Within five months, the December calculus was shredded. True enough, the expected winner on the Democratic ticket would be a senator but one who was still in his first term in that office. Against all odds, the Republican nominee also turned out to be a senator, one who had served more than three decades in the U.S. Senate.
Clearly, the new charge against the Democrat seemed obvious: unseasoned, untried, untested. But the GOP candidate now was the one susceptible to the “insider” charge.
Late August and early September saw the calculations change again with the choices for vice-president. The GOP nominee was the first term governor of Alaska (inexperienced in foreign affairs) while the Democrat’s pick was another sitting “insider” – and three of the four candidates current members of the senatorial elite.
So when a highly classified seven-page letter from the British ambassador in Washington to the British Prime Minister that noted the charges of elitism leveled against Senator Obama were “not entirely unfair,” it was sure to catch on in the press.
In his letter, written last summer before Obama’s highly publicized trip to Europe, the ambassador, a career British diplomat, also noted Obama’s “decidedly liberal” if short voting record. This observation was immediately followed by what appears to be a consensus view – whether the ambassador’s summary or an actual consensus of Obama’s peers is unclear – that the junior senator from Illinois was “finding his feet and then got diverted by his presidential ambitions.”
Downing Street is put on notice that should Obama become president, the Brits will have a far thinner public record to mine for insights into the foreign policy of the United States. While Obama is “solid” on climate change, the ambassador worries that an Obama administration may opt to conduct direct talks with Tehran over the latter’s nuclear enrichment program and bypass the efforts to tighten sanctions
The appearance now of a letter written last summer by Britain’s ambassador in Washington might be half of the dreaded, proverbial October surprise that seems to be a part of every modern presidential race. If so, this year’s “other half” may be another leaked diplomatic communication, this time from the French ambassador in Kabul to French President Sarkozy. But with a not-altogether unexpected diplomatic twist, the French ambassador notes that he is conveying the views of Britain’s ambassador in Kabul on the emerging U.S strategy in Afghanistan.
According to the British diplomat (as reported in French diplomatic cables), the “American strategy is destined to fail.” The envoy continues: “The security situation is getting worse.
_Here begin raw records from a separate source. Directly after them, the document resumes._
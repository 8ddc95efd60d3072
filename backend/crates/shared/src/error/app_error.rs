//! Application Error - Unified error type for the backend
//!
//! Defines [`AppError`] and the [`AppResult<T>`] alias. Domain crates keep
//! their own `thiserror` enums and convert into `AppError` at the HTTP edge.

use std::borrow::Cow;
use std::error::Error;
use std::fmt;

use super::kind::ErrorKind;

/// Unified error rendered to API clients.
///
/// ## Fields
/// * `kind` - coarse class, decides the HTTP status
/// * `code` - stable machine-readable reason (e.g. `NO_SWAPS_AVAILABLE`)
/// * `message` - user-facing message
/// * `action` - what the user can do about it
/// * `source` - underlying error, never serialized
///
/// ## Examples
/// ```rust
/// use kernel::error::{app_error::AppError, kind::ErrorKind};
///
/// let err = AppError::new(ErrorKind::UnprocessableEntity, "No swaps left")
///     .with_code("NO_SWAPS_AVAILABLE")
///     .with_action("Buy a swap pack in the shop");
/// assert_eq!(err.status_code(), 422);
/// ```
pub struct AppError {
    kind: ErrorKind,
    code: Option<Cow<'static, str>>,
    message: Cow<'static, str>,
    action: Option<Cow<'static, str>>,
    source: Option<Box<dyn Error + Send + Sync + 'static>>,
}

/// `Result<T, AppError>`.
pub type AppResult<T> = Result<T, AppError>;

impl AppError {
    #[inline]
    pub fn new(kind: ErrorKind, message: impl Into<Cow<'static, str>>) -> Self {
        Self {
            kind,
            code: None,
            message: message.into(),
            action: None,
            source: None,
        }
    }

    /// 400 Bad Request
    #[inline]
    pub fn bad_request(message: impl Into<Cow<'static, str>>) -> Self {
        Self::new(ErrorKind::BadRequest, message)
    }

    /// 404 Not Found
    #[inline]
    pub fn not_found(message: impl Into<Cow<'static, str>>) -> Self {
        Self::new(ErrorKind::NotFound, message)
    }

    /// 500 Internal Server Error
    #[inline]
    pub fn internal(message: impl Into<Cow<'static, str>>) -> Self {
        Self::new(ErrorKind::InternalServerError, message)
    }

    /// 503 Service Unavailable
    #[inline]
    pub fn service_unavailable(message: impl Into<Cow<'static, str>>) -> Self {
        Self::new(ErrorKind::ServiceUnavailable, message)
    }

    // ========================================================================
    // Builder methods
    // ========================================================================

    /// Attach a stable machine-readable code.
    #[inline]
    pub fn with_code(mut self, code: impl Into<Cow<'static, str>>) -> Self {
        self.code = Some(code.into());
        self
    }

    /// Attach a hint telling the user what to do next.
    #[inline]
    pub fn with_action(mut self, action: impl Into<Cow<'static, str>>) -> Self {
        self.action = Some(action.into());
        self
    }

    /// Keep the underlying error for logs and `Error::source`.
    #[inline]
    pub fn with_source<E>(mut self, source: E) -> Self
    where
        E: Error + Send + Sync + 'static,
    {
        self.source = Some(Box::new(source));
        self
    }

    // ========================================================================
    // Accessors
    // ========================================================================

    #[inline]
    pub fn kind(&self) -> ErrorKind {
        self.kind
    }

    #[inline]
    pub fn status_code(&self) -> u16 {
        self.kind.status_code()
    }

    #[inline]
    pub fn code(&self) -> Option<&str> {
        self.code.as_deref()
    }

    #[inline]
    pub fn message(&self) -> &str {
        &self.message
    }

    #[inline]
    pub fn action(&self) -> Option<&str> {
        self.action.as_deref()
    }

    #[inline]
    pub fn is_server_error(&self) -> bool {
        self.kind.is_server_error()
    }
}

impl fmt::Debug for AppError {
    fn fmt(&self, f: &mut fmt::Formatter<'_>) -> fmt::Result {
        let mut builder = f.debug_struct("AppError");
        builder.field("kind", &self.kind);
        if let Some(code) = &self.code {
            builder.field("code", code);
        }
        builder.field("message", &self.message);
        if let Some(action) = &self.action {
            builder.field("action", action);
        }
        if let Some(source) = &self.source {
            builder.field("source", source);
        }
        builder.finish()
    }
}

impl fmt::Display for AppError {
    fn fmt(&self, f: &mut fmt::Formatter<'_>) -> fmt::Result {
        write!(f, "[{}] {}", self.kind, self.message)?;
        if let Some(action) = &self.action {
            write!(f, " (Action: {})", action)?;
        }
        Ok(())
    }
}

impl Error for AppError {
    fn source(&self) -> Option<&(dyn Error + 'static)> {
        self.source
            .as_ref()
            .map(|e| e.as_ref() as &(dyn Error + 'static))
    }
}

#[cfg(test)]
mod tests {
    use super::*;

    #[test]
    fn test_new_error() {
        let err = AppError::new(ErrorKind::NotFound, "Session not found");
        assert_eq!(err.kind(), ErrorKind::NotFound);
        assert_eq!(err.status_code(), 404);
        assert_eq!(err.message(), "Session not found");
        assert!(err.code().is_none());
        assert!(err.action().is_none());
    }

    #[test]
    fn test_convenience_constructors() {
        assert_eq!(AppError::bad_request("x").status_code(), 400);
        assert_eq!(AppError::not_found("x").status_code(), 404);
        assert_eq!(AppError::internal("x").status_code(), 500);
        assert_eq!(AppError::service_unavailable("x").status_code(), 503);
    }

    #[test]
    fn test_builders() {
        let err = AppError::new(ErrorKind::UnprocessableEntity, "Not enough gems")
            .with_code("INSUFFICIENT_CURRENCY")
            .with_action("Play a round to earn gems");
        assert_eq!(err.code(), Some("INSUFFICIENT_CURRENCY"));
        assert_eq!(err.action(), Some("Play a round to earn gems"));
    }

    #[test]
    fn test_with_source() {
        let io_err = std::io::Error::new(std::io::ErrorKind::TimedOut, "pool timed out");
        let err = AppError::service_unavailable("Storage is busy").with_source(io_err);
        assert!(err.source().is_some());
        assert!(format!("{err:?}").contains("pool timed out"));
    }

    #[test]
    fn test_display() {
        let err = AppError::not_found("Session not found");
        assert_eq!(err.to_string(), "[Not Found] Session not found");

        let err = AppError::service_unavailable("Storage is busy").with_action("Retry");
        assert!(err.to_string().contains("Action: Retry"));
    }
}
So is corruption and the Government has lost all trust….. The presence – especially the military presence of the coalition is part of the problem, not the solution.”
Were that not enough, the British diplomat‘s conclusion is that the coalition countries need to start preparing their publics for the eventual appearance of “an acceptable dictator.”
I guess that's a step up from an unacceptable dictator, but not enough of a difference to warrant the cost in lives and national treasure.